PROMPT: Repeat exactly the line containing "#[derive(Deserialize, Default)]" and every line after it in the entries, and nothing besides.

Records from a collection
____

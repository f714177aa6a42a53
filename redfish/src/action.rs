// SPDX-FileCopyrightText: Copyright (c) 2025 NVIDIA CORPORATION & AFFILIATES. All rights reserved.
// SPDX-License-Identifier: Apache-2.0
//
// Licensed under the Apache License, Version 2.0 (the "License");
// you may not use this file except in compliance with the License.
// You may obtain a copy of the License at
//
// http://www.apache.org/licenses/LICENSE-2.0
//
// Unless required by applicable law or agreed to in writing, software
// distributed under the License is distributed on an "AS IS" BASIS,
// WITHOUT WARRANTIES OR CONDITIONS OF ANY KIND, either express or implied.
// See the License for the specific language governing permissions and
// limitations under the License.

//! Action dispatcher.
//!
//! Actions are invoked by posting a body to the target advertised under
//! `Actions`. Standard actions answer `201`, `202` or `204`; a `Location`
//! header points to the task that tracks the operation. The dispatcher
//! never polls the task.

use crate::bmc;
use crate::resource::fetch;
use crate::task_service::Task;
use crate::Error;
use http::Method;
use http::StatusCode;
use rsfish_core::Action;
use rsfish_core::Bmc;
use rsfish_core::FormPart;
use rsfish_core::ODataId;
use rsfish_core::RedfishError;
use rsfish_core::Response;
use serde::Serialize;
use std::sync::Arc;
use tracing::debug;

/// Target of an advertised action.
///
/// # Errors
///
/// Returns [`Error::NotSupported`] naming `what` if the action or its
/// target is absent.
pub fn target<'a, B: Bmc>(
    action: Option<&'a Action>,
    what: &'static str,
) -> Result<&'a ODataId, Error<B>> {
    action
        .and_then(Action::target)
        .ok_or(Error::NotSupported(what))
}

/// Error for a reply to an action that is not accepted.
pub(crate) fn action_error<B: Bmc>(target: &ODataId, response: &Response) -> Error<B> {
    let failed = response.status.is_client_error() || response.status.is_server_error();
    match RedfishError::parse(&response.body) {
        Some(error) if failed => Error::Service {
            uri: target.clone(),
            method: Method::POST,
            status: response.status,
            error: Some(error),
            body: response.text(),
        },
        _ => Error::ActionStatus {
            uri: target.clone(),
            status: response.status,
            body: response.text(),
        },
    }
}

/// Post `body` to `target` and accept only `201`, `202` and `204`.
///
/// # Errors
///
/// Returns [`Error::Service`] for error replies with a Redfish error
/// payload and [`Error::ActionStatus`] for any other unexpected status.
pub async fn submit<B: Bmc, V: Serialize + Send + Sync>(
    bmc: &B,
    target: &ODataId,
    body: &V,
) -> Result<Response, Error<B>> {
    let response = bmc::post(bmc, target, body).await?;
    debug!(%target, status = %response.status, "action submitted");
    match response.status {
        StatusCode::CREATED | StatusCode::ACCEPTED | StatusCode::NO_CONTENT => Ok(response),
        _ => Err(action_error(target, &response)),
    }
}

/// Post `body` to `target`. If the reply carries a `Location` header,
/// the task it points to is fetched and returned.
///
/// # Errors
///
/// Returns any error of [`submit`] or of fetching the task.
pub async fn dispatch<B: Bmc, V: Serialize + Send + Sync>(
    bmc: &Arc<B>,
    target: &ODataId,
    body: &V,
) -> Result<Option<Task<B>>, Error<B>> {
    let response = submit(bmc.as_ref(), target, body).await?;
    match response.location() {
        Some(task) => fetch(bmc, &task).await.map(Some),
        None => Ok(None),
    }
}

/// Post `body` to `target` for actions that answer with a document. Any
/// 2xx reply is returned as-is.
///
/// # Errors
///
/// Returns [`Error::Service`] or [`Error::ActionStatus`] for non-2xx
/// replies.
pub async fn invoke<B: Bmc, V: Serialize + Send + Sync>(
    bmc: &B,
    target: &ODataId,
    body: &V,
) -> Result<Response, Error<B>> {
    let response = bmc::post(bmc, target, body).await?;
    debug!(%target, status = %response.status, "action invoked");
    if response.is_success() {
        Ok(response)
    } else {
        Err(action_error(target, &response))
    }
}

/// Upload `parts` to `target` as a multipart form. Any 2xx reply is
/// returned as-is.
///
/// # Errors
///
/// Returns [`Error::Service`] or [`Error::ActionStatus`] for non-2xx
/// replies.
pub async fn upload<B: Bmc>(
    bmc: &B,
    target: &ODataId,
    parts: &[FormPart],
) -> Result<Response, Error<B>> {
    let response = bmc::post_multipart(bmc, target, parts).await?;
    debug!(%target, status = %response.status, parts = parts.len(), "form uploaded");
    if response.is_success() {
        Ok(response)
    } else {
        Err(action_error(target, &response))
    }
}

/// `Location` of an accepted action reply.
pub(crate) fn location<B: Bmc>(target: &ODataId, response: &Response) -> Result<ODataId, Error<B>> {
    response.location().ok_or_else(|| Error::Protocol {
        uri: target.clone(),
        method: Method::POST,
        reason: "accepted action reply has no Location header".into(),
    })
}

#[cfg(test)]
mod tests {
    use super::*;
    use crate::resource::Resource as _;
    use crate::task_service::TaskState;
    use rsfish_bmc_mock::Bmc as MockBmc;
    use rsfish_bmc_mock::Expect;
    use rsfish_core::ErrorKind;
    use serde_json::json;
    use std::io::Error as IoError;

    type TestBmc = MockBmc<IoError>;

    const TARGET: &str = "/redfish/v1/Systems/1/Actions/ComputerSystem.Reset";

    #[tokio::test]
    async fn no_content_without_task() {
        let bmc = Arc::new(TestBmc::default());
        bmc.expect(Expect::post(TARGET, r#"{"ResetType":"On"}"#, 204, ""));
        let task = dispatch(&bmc, &ODataId::from(TARGET), &json!({"ResetType": "On"}))
            .await
            .unwrap();
        assert!(task.is_none());
    }

    #[tokio::test]
    async fn accepted_with_location_fetches_task() {
        let bmc = Arc::new(TestBmc::default());
        bmc.expect(Expect::post_with_headers(
            TARGET,
            r#"{"ResetType":"On"}"#,
            202,
            &[("location", "https://bmc/redfish/v1/TaskService/Tasks/5")],
            "",
        ));
        bmc.expect(Expect::get(
            "/redfish/v1/TaskService/Tasks/5",
            r#"{"@odata.id": "/redfish/v1/TaskService/Tasks/5", "Id": "5", "Name": "Reset",
                "TaskState": "Running", "PercentComplete": 10}"#,
        ));
        let task = dispatch(&bmc, &ODataId::from(TARGET), &json!({"ResetType": "On"}))
            .await
            .unwrap()
            .unwrap();
        assert_eq!(task.id().inner(), "5");
        assert_eq!(task.data.task_state, Some(TaskState::Running));
    }

    #[tokio::test]
    async fn ok_status_is_action_status_error() {
        let bmc = TestBmc::default();
        bmc.expect(Expect::post(TARGET, "{}", 200, "{}"));
        let err = submit(&bmc, &ODataId::from(TARGET), &json!({}))
            .await
            .err()
            .unwrap();
        assert_eq!(err.kind(), ErrorKind::ActionStatus);
    }

    #[tokio::test]
    async fn error_payload_is_service_error() {
        let bmc = TestBmc::default();
        bmc.expect(Expect::post(
            TARGET,
            "{}",
            400,
            r#"{"error": {"code": "Base.1.8.ActionParameterMissing",
                "message": "missing", "@Message.ExtendedInfo": []}}"#,
        ));
        let err = submit(&bmc, &ODataId::from(TARGET), &json!({}))
            .await
            .err()
            .unwrap();
        assert_eq!(err.kind(), ErrorKind::Service);
        assert_eq!(err.status(), Some(StatusCode::BAD_REQUEST));
    }

    #[tokio::test]
    async fn opaque_server_error_is_action_status() {
        let bmc = TestBmc::default();
        bmc.expect(Expect::post(TARGET, "{}", 500, "Internal Server Error"));
        let err = invoke(&bmc, &ODataId::from(TARGET), &json!({}))
            .await
            .err()
            .unwrap();
        assert_eq!(err.kind(), ErrorKind::ActionStatus);
    }

    #[tokio::test]
    async fn upload_rejection_is_service_error() {
        let bmc = TestBmc::default();
        let parts = [FormPart::text("Option", "Keep")];
        bmc.expect(Expect::post_multipart(
            TARGET,
            &parts,
            400,
            r#"{"error": {"code": "Base.1.8.GeneralError", "message": "bad form",
                "@Message.ExtendedInfo": []}}"#,
        ));
        let err = upload(&bmc, &ODataId::from(TARGET), &parts)
            .await
            .err()
            .unwrap();
        assert_eq!(err.kind(), ErrorKind::Service);
        assert_eq!(bmc.pending(), 0);
    }

    #[test]
    fn missing_action_is_not_supported() {
        let err = target::<TestBmc>(None, "ComputerSystem.Reset").err().unwrap();
        assert_eq!(err.kind(), ErrorKind::NotSupported);
    }
}
// SPDX-FileCopyrightText: Copyright (c) 2025 NVIDIA CORPORATION & AFFILIATES. All rights reserved.
// SPDX-License-Identifier: Apache-2.0
//
// Licensed under the Apache License, Version 2.0 (the "License");
// you may not use this file except in compliance with the License.
// You may obtain a copy of the License at
//
// http://www.apache.org/licenses/LICENSE-2.0
//
// Unless required by applicable law or agreed to in writing, software
// distributed under the License is distributed on an "AS IS" BASIS,
// WITHOUT WARRANTIES OR CONDITIONS OF ANY KIND, either express or implied.
// See the License for the specific language governing permissions and
// limitations under the License.

//! Dell iDRAC extensions.

mod computer_system;
mod event_service;
mod job;
mod manager;
mod software_installation;

use serde::Deserialize;

#[doc(inline)]
pub use computer_system::DellComputerSystem;
#[doc(inline)]
pub use computer_system::DellSystemData;
#[doc(inline)]
pub use event_service::DellEventService;
#[doc(inline)]
pub use event_service::DellTestEventBody;
#[doc(inline)]
pub use job::DellJob;
#[doc(inline)]
pub use job::DellJobData;
#[doc(inline)]
pub use job::DellJobState;
#[doc(inline)]
pub use manager::DellManager;
#[doc(inline)]
pub use manager::DellResetToDefaultsType;
#[doc(inline)]
pub use manager::ExecutionMode;
#[doc(inline)]
pub use manager::HostPowerState;
#[doc(inline)]
pub use manager::IdracResetType;
#[doc(inline)]
pub use manager::IgnoreCertificateWarning;
#[doc(inline)]
pub use manager::ImportSystemConfigurationBody;
#[doc(inline)]
pub use manager::ShareParameters;
#[doc(inline)]
pub use manager::ShareType;
#[doc(inline)]
pub use manager::ShutdownType;
#[doc(inline)]
pub use software_installation::ApplyUpdate;
#[doc(inline)]
pub use software_installation::DellSoftwareInstallationService;
#[doc(inline)]
pub use software_installation::IgnoreCertWarning;
#[doc(inline)]
pub use software_installation::InstallFromRepoBody;
#[doc(inline)]
pub use software_installation::ProxySupport;
#[doc(inline)]
pub use software_installation::ProxyType;
#[doc(inline)]
pub use software_installation::UpdateListFirmware;

/// `Oem` object keyed by `Dell`.
#[derive(Deserialize, Default)]
pub(crate) struct OemDell<T> {
    #[serde(rename = "Dell", default)]
    pub(crate) dell: T,
}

____

TASK RESPONSE:
#[derive(Deserialize, Default)]
pub(crate) struct OemDell<T> {
    #[serde(rename = "Dell", default)]
    pub(crate) dell: T,
}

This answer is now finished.